State Key Laboratory of Polymer Physics and Chemistry, Beijing National Laboratory for Molecular Sciences, CAS Research/Education Center for Excellence in Molecular Sciences, Institute of Chemistry, Chinese Academy of Sciences, Beijing 100190, China.

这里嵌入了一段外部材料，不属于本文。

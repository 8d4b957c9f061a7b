//! Three-valued existence probes.

use super::ForgeError;
use serde::Serialize;
use std::fmt;

/// Result of asking the forge whether something exists.
#[derive(Debug, Clone, PartialEq, Eq, Serialize)]
#[serde(tag = "state", rename_all = "snake_case")]
pub enum Probe {
    /// The forge confirmed it exists.
    Present,

    /// The forge confirmed it does not exist.
    Absent,

    /// The query failed, so the answer is unknown.
    Indeterminate {
        /// Why the query failed.
        reason: String,
    },
}

impl Probe {
    /// Collapses the probe to a boolean for display.
    ///
    /// `Indeterminate` collapses to `false`: an unanswered probe is reported
    /// as absent. Callers that need to tell the two apart match on the enum.
    #[must_use]
    pub fn is_present(&self) -> bool {
        matches!(self, Self::Present)
    }

    #[must_use]
    pub fn is_indeterminate(&self) -> bool {
        matches!(self, Self::Indeterminate { .. })
    }
}

impl From<Result<bool, ForgeError>> for Probe {
    fn from(result: Result<bool, ForgeError>) -> Self {
        match result {
            Ok(true) => Self::Present,
            Ok(false) => Self::Absent,
            Err(e) => Self::Indeterminate {
                reason: e.to_string(),
            },
        }
    }
}

impl fmt::Display for Probe {
    fn fmt(&self, f: &mut fmt::Formatter<'_>) -> fmt::Result {
        match self {
            Self::Present => f.write_str("present"),
            Self::Absent => f.write_str("absent"),
            Self::Indeterminate { reason } => write!(f, "unknown ({reason})"),
        }
    }
}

State Key Laboratory for Mechanical Behavior of Materials, Xi'an Jiaotong University, Xi'an 710049, China.

出版信息

Natl Sci Rev. 2020 Jul;7(7):1239-1246. doi: 10.1093/nsr/nwz200. Epub 2019 Dec 5.

DOI:10.1093/nsr/nwz200

PMID:34692148

原文链接:https://pmc.ncbi.nlm.nih.gov/articles/PMC8288938/

Abstract

The development of organic photoactive materials, especially the newly emerging non-fullerene electron acceptors (NFAs), has enabled rapid progress in organic photovoltaic (OPV) cells in recent years. Although the power conversion efficiencies (PCEs) of the top-performance OPV cells have surpassed 16%, the devices are usually fabricated via a spin-coating method and are not suitable for large-area production. Here, we demonstrate that the fine-modification of the flexible side chains of NFAs can yield 17% PCE for OPV cells. More crucially, as the optimal NFA has a suitable solubility and thus a desirable morphology, the high efficiencies of spin-coated devices can be maintained when using scalable blade-coating processing technology. Our results suggest that optimization of the chemical structures of the OPV materials can improve device performance. This has great significance in larger-area production technologies that provide important scientific insights for the commercialization of OPV cells.

摘要

近年来，有机光活性材料的发展，尤其是新兴的非富勒烯电子受体（NFAs），推动了有机光伏（OPV）电池的快速进步。尽管高性能OPV电池的功率转换效率（PCEs）已超过16%，但这些器件通常通过旋涂法制造，并不适合大面积生产。在此，我们证明对NFAs的柔性侧链进行精细修饰可为OPV电池带来17%的PCE。更关键的是，由于最佳的NFA具有合适的溶解度，因而具有理想的形态，在使用可扩展的刮刀涂布加工技术时，旋涂器件的高效率得以保持。我们的结果表明，优化OPV材料的化学结构可提高器件性能。这对于大面积生产技术具有重要意义，为OPV电池的商业化提供了重要的科学见解。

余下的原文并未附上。